Le Village gai est un espace géographique à fonctions multiples. D’abord un lieu de mémoire. Le Village est né d’un besoin de regroupement et de sécurité des hommes homosexuels, qui, pendant plusieurs décennies, ont fait l’objet d’une sévère répression policière que le cadre législatif applicable facilitait.
Le géographe Philippe Lecavalier, citant les travaux de Frank Remiggi, dans son mémoire de maîtrise de 2018, qui portait sur le Village gai de Montréal, décrit ainsi la naissance du Village : « Remiggi retrace la naissance du Village à l’hiver 1982, avec l’ouverture d’un bar de danseurs nus [Deux R], dans le quartier Centre-Sud, majoritairement francophone et défavorisé. L’année suivante, le voisinage accueille la discothèque Max, la Taverne Normandie et le bar Kox. Selon Remiggi, la venue de ces quatre établissements a jeté les bases commerciales du Village. »
Ainsi, avant 1982, quelques bars situés sur le boulevard Saint-Laurent faisaient office de lieux de rencontre des hommes homosexuels. Entre 1966 et 1990, plusieurs descentes policières ciblant les bars fréquentés par les homosexuels eurent lieu. La plus célèbre est celle du Truxx, en octobre 1977, au cours de laquelle 144 hommes ont été arrêtés. De l’avis de plusieurs observateurs de l’époque, cette répression policière explique en partie la migration du Village gai de l’ouest vers l’est. Bien que Philippe Lecavalier mentionne que ce sont d’abord des raisons spatiotemporelles qui justifient cette migration : impôt foncier moins élevé, disponibilités des locaux et proximité du métro.
Il n’en demeure pas moins que pendant plus de 50 ans, le Village gai va se développer comme un espace urbain dont les principales caractéristiques sont l’accueil et la reconnaissance des gais, et subséquemment des autres minorités sexuelles.
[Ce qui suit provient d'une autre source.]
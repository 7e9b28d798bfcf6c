use pocketbook_core::expression::{
    evaluate_amount_expression, exceeds_amount_limit, exceeds_decimal_precision, parse_amount,
    ExpressionError,
};
use pocketbook_core::limits::MAX_AMOUNT;
use pretty_assertions::assert_eq;
use proptest::prelude::*;
use rust_decimal_macros::dec;

// ===========================================================================
// Evaluation
// ===========================================================================

#[test]
fn test_evaluate_simple_sum() {
    assert_eq!(evaluate_amount_expression("10+3"), Ok(dec!(13)));
}

#[test]
fn test_evaluate_percent_of_amount() {
    assert_eq!(evaluate_amount_expression("50*10%"), Ok(dec!(5)));
}

#[test]
fn test_evaluate_grouping() {
    assert_eq!(evaluate_amount_expression("(10+5)*2"), Ok(dec!(30)));
}

#[test]
fn test_evaluate_split_bill() {
    // Three people sharing a 145.50 bill plus a 10% tip
    let share = evaluate_amount_expression("145.50*(1+10%)/3").unwrap();
    assert_eq!(share.round_dp(2), dec!(53.35));
}

#[test]
fn test_evaluate_rejects_division_by_zero() {
    assert!(matches!(
        evaluate_amount_expression("10/0"),
        Err(ExpressionError::DivisionByZero { .. })
    ));
}

#[test]
fn test_evaluate_rejects_incomplete_expression() {
    assert_eq!(
        evaluate_amount_expression("10+"),
        Err(ExpressionError::UnexpectedEnd)
    );
}

#[test]
fn test_evaluate_rejects_unconsumed_input() {
    assert!(matches!(
        evaluate_amount_expression("10 3"),
        Err(ExpressionError::TrailingInput { .. })
    ));
    assert!(matches!(
        evaluate_amount_expression("10+3abc"),
        Err(ExpressionError::UnexpectedCharacter { ch: 'a', .. })
    ));
}

#[test]
fn test_evaluate_rejects_excess_decimals() {
    assert!(exceeds_decimal_precision("1.005"));
    assert_eq!(
        evaluate_amount_expression("1.005"),
        Err(ExpressionError::TooManyDecimals { max: 2 })
    );
}

// ===========================================================================
// Limits
// ===========================================================================

#[test]
fn test_limit_catches_product_over_cap() {
    let value = evaluate_amount_expression("50000000000*2").unwrap();
    assert!(exceeds_amount_limit("50000000000*2", Some(value)));
}

#[test]
fn test_limit_at_boundary() {
    assert!(!exceeds_amount_limit("9999999999", Some(MAX_AMOUNT)));
    assert!(exceeds_amount_limit("9999999999+1", Some(MAX_AMOUNT + dec!(1))));
}

#[test]
fn test_parse_amount_distinguishes_reasons() {
    assert_eq!(parse_amount("19.99+5"), Ok(dec!(24.99)));
    assert_eq!(
        parse_amount("0.125"),
        Err(ExpressionError::TooManyDecimals { max: 2 })
    );
    assert_eq!(
        parse_amount("10000000000"),
        Err(ExpressionError::ExceedsLimit { limit: MAX_AMOUNT })
    );
    assert_eq!(parse_amount("(1+2"), Err(ExpressionError::UnexpectedEnd));
}

// ===========================================================================
// Properties
// ===========================================================================

proptest! {
    #[test]
    fn evaluation_is_idempotent(input in "[0-9+*/%(). -]{0,16}") {
        prop_assert_eq!(
            evaluate_amount_expression(&input),
            evaluate_amount_expression(&input)
        );
    }

    #[test]
    fn any_token_over_cap_exceeds_limit(n in 10_000_000_000u64..u64::MAX) {
        let input = n.to_string();
        prop_assert!(exceeds_amount_limit(&input, None));
        let combined = format!("1+{}", input);
        prop_assert!(exceeds_amount_limit(&combined, None));
    }

    #[test]
    fn integer_literals_evaluate_to_themselves(n in 0u64..10_000_000_000u64) {
        let input = n.to_string();
        prop_assert_eq!(evaluate_amount_expression(&input), Ok(n.into()));
    }
}
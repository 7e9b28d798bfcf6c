use serde_json::Value;
use std::io;

use super::{render_scalar, result_rows};

type StdoutCsv<'a> = csv::Writer<io::StdoutLock<'a>>;

/// Write output as CSV to stdout.
///
/// Schedules become one CSV row per month; any other result becomes a
/// two-column field/value listing.
pub fn print_csv(value: &Value) {
    let stdout = io::stdout();
    let mut wtr = csv::Writer::from_writer(stdout.lock());

    let result = value.get("result").unwrap_or(value);
    if let Some(rows) = result_rows(result) {
        write_rows(&mut wtr, rows);
    } else if let Value::Object(map) = result {
        let _ = wtr.write_record(["field", "value"]);
        for (key, val) in map {
            let _ = wtr.write_record([key.as_str(), &render_scalar(val, "")]);
        }
    } else {
        let _ = wtr.write_record([&render_scalar(result, "")]);
    }

    let _ = wtr.flush();
}

fn write_rows(wtr: &mut StdoutCsv<'_>, rows: &[Value]) {
    let Some(Value::Object(first)) = rows.first() else {
        return;
    };

    let headers: Vec<&str> = first.keys().map(|k| k.as_str()).collect();
    let _ = wtr.write_record(&headers);

    for row in rows {
        let record: Vec<String> = headers
            .iter()
            .map(|h| row.get(*h).map(|v| render_scalar(v, "")).unwrap_or_default())
            .collect();
        let _ = wtr.write_record(&record);
    }
}
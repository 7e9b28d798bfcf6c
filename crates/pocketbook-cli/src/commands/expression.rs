use clap::Args;
use serde_json::{json, Value};

use pocketbook_core::expression::{
    evaluate_amount_expression, exceeds_amount_limit, exceeds_decimal_precision, parse_amount,
};
use pocketbook_core::limits::MAX_AMOUNT;

/// Arguments for amount-expression evaluation
#[derive(Args)]
#[command(allow_hyphen_values = true)]
pub struct EvalArgs {
    /// Expression as typed into an amount field, e.g. "(10+5)*2"
    pub expression: String,

    /// Report the limit checks instead of enforcing them
    #[arg(long)]
    pub no_limits: bool,
}

pub fn run_eval(args: EvalArgs) -> Result<Value, Box<dyn std::error::Error>> {
    let expr = args.expression.as_str();

    if !args.no_limits {
        let value = parse_amount(expr)?;
        return Ok(json!({
            "result": {
                "expression": expr,
                "value": value,
            }
        }));
    }

    // Report every check side by side, the way the amount form shows them.
    let evaluated = evaluate_amount_expression(expr);
    let value = evaluated.as_ref().ok().copied();
    Ok(json!({
        "result": {
            "expression": expr,
            "value": value,
            "error": evaluated.err().map(|e| e.to_string()),
            "exceeds_amount_limit": exceeds_amount_limit(expr, value),
            "exceeds_decimal_precision": exceeds_decimal_precision(expr),
            "amount_limit": MAX_AMOUNT,
        }
    }))
}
Le Village se voulait un espace sécuritaire, identitaire et de divertissement pour ces communautés, marqué par son imposante infrastructure de divertissement, avec ses bars (Le Parking, Le Drugstore, La Track, Le Stud, Le Sky, pour ne donner que quelques exemples), et son infrastructure culturelle (le Ouimetoscope, l’Usine C, le Théâtre national, le Lion d’Or, etc.)
L’infrastructure communautaire, avec une trentaine de ressources destinées à la communauté LGBTQ+ (Gai écoute, Action séro zéro, Jeunesse lambda, le cercle de discussion, etc.), n’en est pas moins digne de mention, sans oublier la revue Fugues, fondée en 1984.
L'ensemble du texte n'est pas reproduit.